Min Soo KimJi Won KohJeongmin ShinSae-Yun KimPublished in: Journal of clinical medicine (2024)
Background/Objectives : Extrauterine growth restriction (EUGR) is associated with high mortality and an increased incidence of poor neurodevelopmental outcomes in preterm infants. In this study, we aimed to compare the Intergrowth-21 ST (IG-21 ST ) and Fenton charts in predicting long-term neurodevelopmental and anthropometric outcomes of very low birth weight (VLBW) infants. Methods : Data were collected from 2649 VLBW infants registered in the Korean Neonatal Network born between 24 0/7 and 31 6/7 weeks of gestational age from January 2013 to December 2017. Follow-up assessments were conducted at 18-24 months of age, corrected for prematurity. Multiple logistic regression analysis was performed to evaluate the association between EUGR and long-term outcomes.

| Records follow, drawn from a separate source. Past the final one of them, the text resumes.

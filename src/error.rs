use thiserror::Error as ThisError;

/// Crate-wide error taxonomy. Variants map onto the failure kinds a driver
/// operation can produce, not onto individual call sites.
#[derive(ThisError, Debug)]
pub enum DriverError {
    #[error("configuration error: {0}")]
    Configuration(String),

    #[error("spec parse error in {file}: {reason}")]
    ParseValidation { file: String, reason: String },

    #[error("binding error for device {device_id}: {reason}")]
    Binding { device_id: String, reason: String },

    #[error("mapping error: {0}")]
    Mapping(String),

    #[error("transport/protocol error: {0}")]
    TransportProtocol(String),

    #[error("subscription lost for device {device_id}: {reason}")]
    SubscriptionLost { device_id: String, reason: String },

    #[error("operation timed out after {0}s")]
    Timeout(u16),

    #[error("unknown device id: {0}")]
    UnknownDevice(String),

    #[error(transparent)]
    Io(#[from] std::io::Error),

    #[error(transparent)]
    Yaml(#[from] serde_yaml::Error),

    #[error(transparent)]
    Json(#[from] serde_json::Error),
}

pub type Result<T> = std::result::Result<T, DriverError>;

Results : Among the 2649 VLBW infants, 60.0% (1606/2649) and 36.9% (977/2649) were diagnosed as having EUGR defined by the Fenton chart (EUGR F ) and by the IG-21 ST chart (EUGR IG ), respectively. The EUGR IG group exhibited a higher proportion of infants with cerebral palsy, neurodevelopmental impairment (NDI), and growth failure. In multiple logistic regression analysis, adjusted for risk factors for long-term outcome, the EUGR IG group showed higher risk of cerebral palsy (adjusted odds ratio [aOR], 1.66; 95% confidence interval [CI], 1.04-2.65), NDI (aOR, 2.09; 95% CI, 1.71-2.55), and growth failure (aOR, 1.57; 95% CI, 1.16-2.13). Infants with EUGR F tended to develop NDI (aOR, 1.29; 95%CI, 1.03-1.63) and experience growth failure (aOR, 2.44; 95% CI, 1.77-3.40). Conclusions : The IG-21 ST chart demonstrated a more effective prediction of long-term neurodevelopmental outcomes, whereas the Fenton chart may be more suitable for predicting growth failure at 18-24 months.